Türkiye Devleti günü kurtarmaya çalışırken belki de şunu unutuyor. Her savaşa dönüşlerinde Kürt Özgülük Hareketi tekrar masaya otururken el yükseltti. 2000’lerin anadil tartışmları, tam ifade özgürlüğüne oradan özerkliğe döndü. Şimdi tüm halklar için demokrasi noktasında. Üstelik bu demokrasiyi getirmeye talip. Bir sonraki masaya oturuşta el bir kez daha yükseltilecek. Yenilgiye doyamayan pehlivan gibi bir kez daha güreşe mi tutuşacak MHP, AKP, TSK?

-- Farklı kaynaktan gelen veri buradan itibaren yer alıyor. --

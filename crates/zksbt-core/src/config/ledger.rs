use serde::{Deserialize, Serialize};

use super::constants::{
    DEFAULT_CHAIN_ID, DEFAULT_EVENT_PAGE_SIZE, DEFAULT_OPERATOR_KEY_ENV, DEFAULT_RPC_URL,
    DEFAULT_TREE_DEPTH,
};

#[derive(Clone, Debug, Serialize, Deserialize)]
#[serde(default)]
pub struct LedgerConfig {
    pub rpc_url: String,
    pub contract_address: Option<String>,
    pub chain_id: u64,
    /// Blocks per `MemberInserted` query.
    pub event_page_size: u64,
    pub tree_depth: usize,
    /// First block worth scanning for events.
    pub deployment_block: u64,
    pub operator_key_env: String,
}

impl Default for LedgerConfig {
    fn default() -> Self {
        Self {
            rpc_url: DEFAULT_RPC_URL.to_string(),
            contract_address: None,
            chain_id: DEFAULT_CHAIN_ID,
            event_page_size: DEFAULT_EVENT_PAGE_SIZE,
            tree_depth: DEFAULT_TREE_DEPTH,
            deployment_block: 0,
            operator_key_env: DEFAULT_OPERATOR_KEY_ENV.to_string(),
        }
    }
}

MHP, AKP, TSK koalisyonu tarihsel bir vakit kaybı olacak. Bu bir strateji, akılcı bir kendini güçlendirme programı dahi değil. Bir kendini ve başkalarını yıkma deliliği. Bahçeli’nin şimdilerde en çok konuşulan figur olması bu muhtemel koalisyonun iç dünyasını kontrolsüzce dışa sergilemesinden. O da olmaz bu da olmaz illa da savaş, illa da benim dediğim.
HDP’nin kadın grubu kurmasını tebrik ediyorum. Bu erkekliğin saf dışa vurumuna, kendini sanki siyasetmiş gibi gösteren travmatik akıl tutulmasına gene en çok kadınlar örgütlenerek direnebilir. İki yıldır Türkiye halkları barış istiyor, istatistikler, çalışmalar bunu gösteriyor diyoruz. O zaman bunu icra etmenin yolunu bulmak gerek. Bir kez daha Kolombiya’daki mitingi hatırlatalım. Türkiye’nin tüm kadınları yani en az yüzde ellisi asla bir daha savaş görmek istemiyor. Burundi’yi, Guatemala’yı hatırlatalım. Kürdistan halkının sınırda her savaş ihitmalinde canını kalkan yaptığını, en etkin savaş durdurma yönetminin halk hareketleri olduğunu unutmayalım.